Nuovo Volkswagen Amarok 2028 foto spia
Foto di: autoblog argentina
La differenza di 20 cm tra gli assi dovrebbe riflettersi soprattutto nello spazio in cabina, uno degli aspetti in cui l’attuale generazione è già meno competitiva rispetto ai progetti più recenti. La carrozzeria più larga consentirà inoltre di ospitare meglio tre passeggeri sul divano posteriore, aumentando anche la sensazione di spazio per chi viaggia davanti.
L’architettura dello Star X utilizza una struttura monoscocca rinforzata, abbinata a elementi simili a quelli di un telaio. La soluzione cerca di avvicinare comfort e rigidità torsionale a quelli di un’automobile, senza rinunciare alla robustezza necessaria per trasportare fino a 1 t e affrontare fondi irregolari.
Nuovo Volkswagen Amarok 2028 foto spia

Foto di: autoblog argentina
Design nascosto e produzione in Argentina
Le prime due immagini ufficiali mostrano l’Amarok completamente camuffato. Compaiono anche elementi legati alla campagna e alla cultura regionale, come stivali, cappello, bovini, cactus, cordel e linee topografiche. Secondo Volkswagen, alcuni di questi disegni diventeranno “easter egg” sulla carrozzeria definitiva, ma posizione e forma dei dettagli restano segrete.
Il frontale dovrebbe concentrare le principali modifiche stilistiche, con mascherina, paraurti e firma luminosa ridisegnati per avvicinare il pick-up all’identità dei più recenti lanci Volkswagen che investirà 4 miliardi di real nelle proprie attività argentine nell’ambito del programma da 20 miliardi di real destinato all’America del Sud entro il 2028.
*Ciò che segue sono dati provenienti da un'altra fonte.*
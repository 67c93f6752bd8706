//! # Adapters Layer
//!
//! Concrete implementations of the outbound ports.

pub mod clock;
pub mod fee_sink;

pub use clock::{ManualClock, SystemClock};
pub use fee_sink::InMemoryFeeSink;
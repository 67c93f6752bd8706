//! # Domain Layer
//!
//! Pure registry logic: payload digesting, signature recovery, freshness
//! checks, and the two ledgers. No I/O, no clock — callers supply time.

pub mod beacon;
pub mod digest;
pub mod ecdsa;
pub mod entities;
pub mod errors;
pub mod events;
pub mod freshness;
pub mod ledger;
L’investimento comprende l’ammodernamento dello stabilimento di General Pacheco, adeguamenti alla linea di montaggio e nuovi processi necessari per produrre la generazione elettrificata.
Foto di: autoblog argentina
Lo stabilimento ha appena raggiunto quota 800mila Amarok prodotti dal 2010, rendendo il pick-up il veicolo più prodotto nella storia di Volkswagen Argentina. Di questo totale, oltre 465mila unità sono state esportate in più di 100 mercati.
Volkswagen non ha ancora indicato in quale momento del 2027 inizierà a vendere il nuovo Amarok in Sudamerica. Versioni, dotazioni, dimensioni definitive e dettagli del sistema ibrido plug-in saranno presentati gradualmente nei prossimi mesi.